Antidepressants during pregnancy 'increases child's autism risk'

Scientific Developments/Breakthroughs

Using antidepressants during pregnancy greatly increases the risk of the child later developing autism, according to new research.

The University of Montreal study reviewed data from 145,456 pregnancies between the time of their conception up to age ten, in addition to information about the mother's use of antidepressants and the child's eventual diagnosis of autism.

“A new study has indicated that using antidepressants during pregnancy greatly increases the risk of autism in the child.“

It was revealed that taking antidepressants during the second or third trimester of pregnancy increased the risk that the child would be diagnosed with autism by age seven by 87 percent, especially if the mother takes selective serotonin reuptake inhibitors (SSRIs).

These are extremely significant findings, as six to ten percent of pregnant women are currently being treated for depression with antidepressants.

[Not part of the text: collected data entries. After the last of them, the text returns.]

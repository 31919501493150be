mod app;
mod config;
mod theme;
mod ui;

use anyhow::{Context, Result};
use app::{App, InputMode};
use chrono::Local;
use clap::Parser;
use config::{Args, Config};
use crossterm::event::{
    self, DisableMouseCapture, EnableMouseCapture, Event, KeyCode, KeyEvent, KeyEventKind,
    MouseButton, MouseEvent, MouseEventKind,
};
use crossterm::execute;
use ratatui::DefaultTerminal;
use signal_map::dataset::DatasetCache;
use signal_map::map::{load_basemap, MapRenderer};
use std::fs::File;
use std::sync::Mutex;
use std::time::{Duration, Instant};
use tracing::info;
use tracing_subscriber::EnvFilter;

fn main() -> Result<()> {
    let config = Config::from(Args::parse());
    init_logging(&config)?;

    let source = config
        .source
        .open(config.timeout)
        .context("opening data source")?;
    let cache = DatasetCache::new(source, config.ttl);

    let mut renderer = MapRenderer::new();
    let files = load_basemap(&mut renderer, &config.basemap_dir);
    info!(files, dir = %config.basemap_dir.display(), "basemap ready");

    // Initialize terminal
    let mut terminal = ratatui::init();
    terminal.clear()?;

    // Enable mouse capture
    execute!(std::io::stdout(), EnableMouseCapture)?;

    let result = run(&mut terminal, cache, renderer, &config);

    // Disable mouse capture and restore terminal
    let _ = execute!(std::io::stdout(), DisableMouseCapture);
    ratatui::restore();

    result
}

/// Logs go to a file since the UI owns the terminal
fn init_logging(config: &Config) -> Result<()> {
    let file = File::create(&config.log_file)
        .with_context(|| format!("creating log file {}", config.log_file.display()))?;
    let filter = EnvFilter::try_from_default_env().unwrap_or_else(|_| EnvFilter::new("info"));

    tracing_subscriber::fmt()
        .with_env_filter(filter)
        .with_writer(Mutex::new(file))
        .with_ansi(false)
        .init();
    Ok(())
}

/// Handle mouse events for panning, zooming and hover
fn handle_mouse(app: &mut App, mouse: MouseEvent) {
    // Always track mouse position for cursor marker
    app.set_mouse_pos(mouse.column, mouse.row);

    match mouse.kind {
        MouseEventKind::ScrollUp => app.zoom_in_at(mouse.column, mouse.row),
        MouseEventKind::ScrollDown => app.zoom_out_at(mouse.column, mouse.row),
        // Horizontal scroll for panning (trackpad two-finger swipe)
        MouseEventKind::ScrollLeft => app.pan(-15, 0),
        MouseEventKind::ScrollRight => app.pan(15, 0),
        MouseEventKind::Down(MouseButton::Left) => app.press(mouse.column, mouse.row),
        MouseEventKind::Drag(MouseButton::Left) => {
            app.handle_drag(mouse.column, mouse.row);
        }
        MouseEventKind::Up(MouseButton::Left) => app.release(),
        _ => {}
    }
}

fn handle_search_key(app: &mut App, key: KeyEvent) {
    match key.code {
        KeyCode::Char(ch) => app.search_push(ch),
        KeyCode::Backspace => app.search_pop(),
        KeyCode::Enter => app.end_search(),
        KeyCode::Esc => app.cancel_search(),
        _ => {}
    }
}

fn handle_detail_key(app: &mut App, key: KeyEvent) {
    match key.code {
        KeyCode::Char('q') => app.quit(),
        KeyCode::Esc | KeyCode::Char('d') => app.close_detail(),
        KeyCode::Up | KeyCode::Char('k') => app.detail_prev(),
        KeyCode::Down | KeyCode::Char('j') => app.detail_next(),
        KeyCode::Tab | KeyCode::BackTab => app.toggle_detail_tab(),
        KeyCode::Char('m') => app.locate_detail(),
        _ => {}
    }
}

fn handle_key(app: &mut App, key: KeyEvent) {
    match key.code {
        KeyCode::Char('q') | KeyCode::Esc => app.quit(),

        // Filter sidebar
        KeyCode::Tab => app.focus_next(),
        KeyCode::BackTab => app.focus_prev(),
        KeyCode::Up => app.cursor_up(),
        KeyCode::Down => app.cursor_down(),
        KeyCode::Char(' ') | KeyCode::Enter => app.toggle_selected(),
        KeyCode::Char('x') => app.clear_focused(),
        KeyCode::Char('X') => app.clear_all(),
        KeyCode::Char('/') => app.begin_search(),

        KeyCode::Char('t') => app.toggle_theme(),
        KeyCode::Char('r') | KeyCode::F(5) => app.refresh(Instant::now()),
        KeyCode::Char('e') => {
            // Outcome lands in the status bar
            let _ = app.export(Local::now().date_naive());
        }

        // Pan with hjkl or arrow keys
        KeyCode::Left | KeyCode::Char('h') => app.pan(-10, 0),
        KeyCode::Right | KeyCode::Char('l') => app.pan(10, 0),
        KeyCode::Char('k') => app.pan(0, -6),
        KeyCode::Char('j') => app.pan(0, 6),

        // Zoom
        KeyCode::Char('+') | KeyCode::Char('=') => app.zoom_in(),
        KeyCode::Char('-') | KeyCode::Char('_') => app.zoom_out(),
        KeyCode::Char('f') => app.fit_to_markers(),

        KeyCode::Char('d') => app.open_detail(),
        KeyCode::Char('a') => app.toggle_screen(),

        // Layer toggles
        KeyCode::Char('b') => app.map_renderer.toggle_borders(),
        KeyCode::Char('L') => app.map_renderer.toggle_labels(),

        _ => {}
    }
}

fn run(
    terminal: &mut DefaultTerminal,
    cache: DatasetCache,
    renderer: MapRenderer,
    config: &Config,
) -> Result<()> {
    let size = terminal.size()?;
    let mut app = App::new(
        cache,
        renderer,
        config.theme,
        config.export_dir.clone(),
        size.width,
        size.height,
    );

    // Main loop
    loop {
        terminal.draw(|frame| ui::render(frame, &app, app.theme))?;

        // Handle events with ~60fps target
        if event::poll(Duration::from_millis(16))? {
            match event::read()? {
                // Only handle key press events (not release)
                Event::Key(key) if key.kind == KeyEventKind::Press => {
                    if app.detail.is_some() {
                        handle_detail_key(&mut app, key);
                    } else if app.mode == InputMode::Search {
                        handle_search_key(&mut app, key);
                    } else {
                        handle_key(&mut app, key);
                    }
                }
                Event::Mouse(mouse) if app.detail.is_none() => handle_mouse(&mut app, mouse),
                Event::Resize(width, height) => app.resize(width, height),
                _ => {}
            }
        }

        // Picks up TTL reloads between keystrokes
        app.sync_dataset(Instant::now());
        app.tick();

        if app.should_quit {
            break;
        }
    }

    info!("exiting");
    Ok(())
}
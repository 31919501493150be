//! Pure transformations from the event table to everything the dashboard
//! draws. Nothing here does I/O or holds state between calls.

mod analytics;
mod feed;
mod filter;
mod markers;
mod metrics;
mod options;

pub use analytics::{
    case_fatality_rate, disease_burden, disease_distribution, related_events, DiseaseBurden,
    BURDEN_LEN, DISEASE_CHART_LEN, RELATED_LEN,
};
pub use feed::{
    by_recency, recent_signals, truncate, Signal, Ticker, DESCRIPTION_BUDGET, ELLIPSIS, FEED_LEN,
    TICKER_LEN,
};
pub use filter::{FilterCriteria, MIN_SEARCH_CHARS};
pub use markers::{
    grade_color, marker_radius_m, MapMarker, MapView, Rgba, GRADE1_COLOR, GRADE2_COLOR,
    GRADE3_COLOR, RADIUS_BASE_M, RADIUS_PER_EVENT_M, UNGRADED_COLOR,
};
pub use metrics::{GradeSummary, Metrics};
pub use options::{Dimension, FilterOptions, FilterValue};

use crate::dataset::Event;

/// Everything derived from one filter pass. Rows borrow from the table.
#[derive(Debug, Clone)]
pub struct FilteredView<'a> {
    /// Matching rows in table order
    pub rows: Vec<&'a Event>,
    pub metrics: Metrics,
    pub map: MapView,
    pub feed: Vec<Signal>,
    pub ticker: Ticker,
}

impl FilteredView<'_> {
    pub fn is_empty(&self) -> bool {
        self.rows.is_empty()
    }
}

/// Apply `criteria` to `events` and derive every dashboard view from the
/// result
pub fn filter<'a>(events: &'a [Event], criteria: &FilterCriteria) -> FilteredView<'a> {
    let rows = criteria.apply(events);
    let recent = by_recency(rows.iter().copied());

    FilteredView {
        metrics: Metrics::tally(rows.iter().copied()),
        map: MapView::project(rows.iter().copied()),
        feed: recent_signals(&recent, FEED_LEN),
        ticker: Ticker::from_recent(&recent),
        rows,
    }
}

#[cfg(test)]
mod tests {
    use super::*;
    use crate::dataset::{sample_events, Grade};

    #[test]
    fn test_unfiltered_view_of_sample() {
        let events = sample_events();
        let view = filter(&events, &FilterCriteria::default());
        assert_eq!(view.rows.len(), 20);
        assert_eq!(view.metrics.total, 20);
        assert_eq!(view.map.markers().len(), 20);
        assert_eq!(view.feed.len(), FEED_LEN);
        assert_eq!(view.ticker.items.len(), TICKER_LEN);
        // DRC has the latest report date
        assert_eq!(view.feed[0].country, "Democratic Republic of the Congo");
    }

    #[test]
    fn test_filtered_view_is_consistent() {
        let events = sample_events();
        let mut criteria = FilterCriteria::default();
        criteria.toggle(FilterValue::Grade(Grade::Grade3));
        let view = filter(&events, &criteria);
        assert_eq!(view.metrics.total, 5);
        assert_eq!(view.map.markers().len(), 5);
        assert_eq!(view.feed.len(), 5);
        assert!(view.feed.iter().all(|s| s.grade == Grade::Grade3));
        assert!(view.map.markers().iter().all(|m| m.color == GRADE3_COLOR));
    }

    #[test]
    fn test_no_match_yields_empty_everything() {
        let events = sample_events();
        let mut criteria = FilterCriteria::default();
        criteria.toggle(FilterValue::Country("Atlantis".into()));
        let view = filter(&events, &criteria);
        assert!(view.is_empty());
        assert_eq!(view.metrics, Metrics::default());
        assert_eq!(view.map, MapView::NoData);
        assert!(view.feed.is_empty());
        assert!(view.ticker.text.is_empty());
    }

    #[test]
    fn test_empty_table() {
        let view = filter(&[], &FilterCriteria::default());
        assert!(view.is_empty());
        assert!(view.map.is_empty());
    }
}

Study leader Professor Anick Berard of the University of Montreal said: "Our work contributes to a better understanding of the long-term neurodevelopmental effects of antidepressants on children when they are used during gestation. Uncovering the outcomes of these drugs is a public health priority."

The prevalence of autism among children has increased from four in 10,000 children in 1966 to 100 in 10,000 today, leading to concerns that environmental factors may be responsible for this trend.